Data supplied below:

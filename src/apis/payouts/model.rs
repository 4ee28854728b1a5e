use crate::{
    common::api_enum,
    expandable::{Expandable, Object},
    list::{ListRequest, RangeQuery},
};
use chrono::{DateTime, Utc};
use derive_builder::Builder;
use serde::{Deserialize, Serialize};
use std::collections::{BTreeMap, HashMap};

api_enum! {
    pub enum PayoutStatus {
        Paid => "paid",
        Pending => "pending",
        InTransit => "in_transit",
        Canceled => "canceled",
        Failed => "failed",
    }
}

api_enum! {
    pub enum PayoutMethod {
        Standard => "standard",
        Instant => "instant",
    }
}

api_enum! {
    pub enum PayoutType {
        BankAccount => "bank_account",
        Card => "card",
    }
}

api_enum! {
    /// Balance the payout is drawn from.
    pub enum PayoutSourceType {
        BankAccount => "bank_account",
        Card => "card",
        Fpx => "fpx",
    }
}

#[derive(Serialize, Deserialize, Debug, Clone, Eq, PartialEq)]
pub struct Payout {
    pub id: String,
    pub object: String,
    pub amount: Option<i64>,
    #[serde(default, with = "chrono::serde::ts_seconds_option")]
    pub arrival_date: Option<DateTime<Utc>>,
    pub automatic: Option<bool>,
    pub balance_transaction: Option<String>,
    #[serde(default, with = "chrono::serde::ts_seconds_option")]
    pub created: Option<DateTime<Utc>>,
    pub currency: Option<String>,
    pub description: Option<String>,
    /// Id of the bank account or card the payout is sent to.
    pub destination: Option<String>,
    pub failure_code: Option<String>,
    pub failure_message: Option<String>,
    pub livemode: Option<bool>,
    pub metadata: Option<HashMap<String, String>>,
    pub method: Option<PayoutMethod>,
    /// The payout this one reverses, if any.
    pub original_payout: Option<Expandable<Payout>>,
    /// The payout reversing this one, if any.
    pub reversed_by: Option<Expandable<Payout>>,
    pub source_type: Option<PayoutSourceType>,
    pub statement_descriptor: Option<String>,
    pub status: Option<PayoutStatus>,
    pub r#type: Option<PayoutType>,
}

impl Object for Payout {
    const OBJECT: &'static str = "payout";

    fn id(&self) -> &str {
        &self.id
    }
}

#[derive(Serialize, Debug, Clone, Builder)]
#[cfg_attr(not(feature = "compat"), non_exhaustive)]
pub struct CreatePayoutRequest {
    /// Amount in the smallest currency unit.
    pub amount: i64,
    #[builder(setter(into))]
    pub currency: String,
    #[builder(default, setter(into, strip_option))]
    pub description: Option<String>,
    #[builder(default, setter(into, strip_option))]
    pub destination: Option<String>,
    #[builder(default)]
    #[serde(skip_serializing_if = "BTreeMap::is_empty")]
    pub metadata: BTreeMap<String, String>,
    #[builder(default, setter(strip_option))]
    pub method: Option<PayoutMethod>,
    #[builder(default, setter(strip_option))]
    pub source_type: Option<PayoutSourceType>,
    #[builder(default, setter(into, strip_option))]
    pub statement_descriptor: Option<String>,
    #[builder(default)]
    #[serde(skip_serializing_if = "Vec::is_empty")]
    pub expand: Vec<String>,
}

#[derive(Serialize, Debug, Clone, Default, Builder)]
#[builder(default)]
#[cfg_attr(not(feature = "compat"), non_exhaustive)]
pub struct UpdatePayoutRequest {
    #[builder(setter(strip_option))]
    pub metadata: Option<BTreeMap<String, String>>,
    #[serde(skip_serializing_if = "Vec::is_empty")]
    pub expand: Vec<String>,
}

#[derive(Serialize, Debug, Clone, Default, Builder)]
#[builder(default)]
#[cfg_attr(not(feature = "compat"), non_exhaustive)]
pub struct ReversePayoutRequest {
    #[serde(skip_serializing_if = "BTreeMap::is_empty")]
    pub metadata: BTreeMap<String, String>,
    #[serde(skip_serializing_if = "Vec::is_empty")]
    pub expand: Vec<String>,
}

#[derive(Serialize, Debug, Clone, Default, Builder)]
#[builder(default)]
#[cfg_attr(not(feature = "compat"), non_exhaustive)]
pub struct ListPayoutsRequest {
    #[builder(setter(strip_option))]
    pub arrival_date: Option<RangeQuery>,
    #[builder(setter(into, strip_option))]
    pub destination: Option<String>,
    #[builder(setter(strip_option))]
    pub status: Option<PayoutStatus>,
    #[serde(flatten)]
    pub list: ListRequest,
}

End of Data supplied.

*What needs to be done*: Each entry must be retyped exactly as it was written above.

*Written response*:
filename src/apis/payouts/model.rs
repository 4ee28854728b1a5e
use crate::{
    common::api_enum,
    expandable::{Expandable, Object},
    list::{ListRequest, RangeQuery},
};
use chrono::{DateTime, Utc};
use derive_builder::Builder;
use serde::{Deserialize, Serialize};
use std::collections::{BTreeMap, HashMap};

api_enum! {
    pub enum PayoutStatus {
        Paid => "paid",
        Pending => "pending",
        InTransit => "in_transit",
        Canceled => "canceled",
        Failed => "failed",
    }
}

api_enum! {
    pub enum PayoutMethod {
        Standard => "standard",
        Instant => "instant",
    }
}

api_enum! {
    pub enum PayoutType {
        BankAccount => "bank_account",
        Card => "card",
    }
}

api_enum! {
    /// Balance the payout is drawn from.
    pub enum PayoutSourceType {
        BankAccount => "bank_account",
        Card => "card",
        Fpx => "fpx",
    }
}

#[derive(Serialize, Deserialize, Debug, Clone, Eq, PartialEq)]
pub struct Payout {
    pub id: String,
    pub object: String,
    pub amount: Option<i64>,
    #[serde(default, with = "chrono::serde::ts_seconds_option")]
    pub arrival_date: Option<DateTime<Utc>>,
    pub automatic: Option<bool>,
    pub balance_transaction: Option<String>,
    #[serde(default, with = "chrono::serde::ts_seconds_option")]
    pub created: Option<DateTime<Utc>>,
    pub currency: Option<String>,
    pub description: Option<String>,
    /// Id of the bank account or card the payout is sent to.
    pub destination: Option<String>,
    pub failure_code: Option<String>,
    pub failure_message: Option<String>,
    pub livemode: Option<bool>,
    pub metadata: Option<HashMap<String, String>>,
    pub method: Option<PayoutMethod>,
    /// The payout this one reverses, if any.
    pub original_payout: Option<Expandable<Payout>>,
    /// The payout reversing this one, if any.
    pub reversed_by: Option<Expandable<Payout>>,
    pub source_type: Option<PayoutSourceType>,
    pub statement_descriptor: Option<String>,
    pub status: Option<PayoutStatus>,
    pub r#type: Option<PayoutType>,
}

impl Object for Payout {
    const OBJECT: &'static str = "payout";

    fn id(&self) -> &str {
        &self.id
    }
}

#[derive(Serialize, Debug, Clone, Builder)]
#[cfg_attr(not(feature = "compat"), non_exhaustive)]
pub struct CreatePayoutRequest {
    /// Amount in the smallest currency unit.
    pub amount: i64,
    #[builder(setter(into))]
    pub currency: String,
    #[builder(default, setter(into, strip_option))]
    pub description: Option<String>,
    #[builder(default, setter(into, strip_option))]
    pub destination: Option<String>,
    #[builder(default)]
    #[serde(skip_serializing_if = "BTreeMap::is_empty")]
    pub metadata: BTreeMap<String, String>,
    #[builder(default, setter(strip_option))]
    pub method: Option<PayoutMethod>,
    #[builder(default, setter(strip_option))]
    pub source_type: Option<PayoutSourceType>,
    #[builder(default, setter(into, strip_option))]
    pub statement_descriptor: Option<String>,
    #[builder(default)]
    #[serde(skip_serializing_if = "Vec::is_empty")]
    pub expand: Vec<String>,
}

#[derive(Serialize, Debug, Clone, Default, Builder)]
#[builder(default)]
#[cfg_attr(not(feature = "compat"), non_exhaustive)]
pub struct UpdatePayoutRequest {
    #[builder(setter(strip_option))]
    pub metadata: Option<BTreeMap<String, String>>,
    #[serde(skip_serializing_if = "Vec::is_empty")]
    pub expand: Vec<String>,
}

#[derive(Serialize, Debug, Clone, Default, Builder)]
#[builder(default)]
#[cfg_attr(not(feature = "compat"), non_exhaustive)]
pub struct ReversePayoutRequest {
    #[serde(skip_serializing_if = "BTreeMap::is_empty")]
    pub metadata: BTreeMap<String, String>,
    #[serde(skip_serializing_if = "Vec::is_empty")]
    pub expand: Vec<String>,
}

#[derive(Serialize, Debug, Clone, Default, Builder)]
#[builder(default)]
#[cfg_attr(not(feature = "compat"), non_exhaustive)]
pub struct ListPayoutsRequest {
    #[builder(setter(strip_option))]
    pub arrival_date: Option<RangeQuery>,
    #[builder(setter(into, strip_option))]
    pub destination: Option<String>,
    #[builder(setter(strip_option))]
    pub status: Option<PayoutStatus>,
    #[serde(flatten)]
    pub list: ListRequest,
}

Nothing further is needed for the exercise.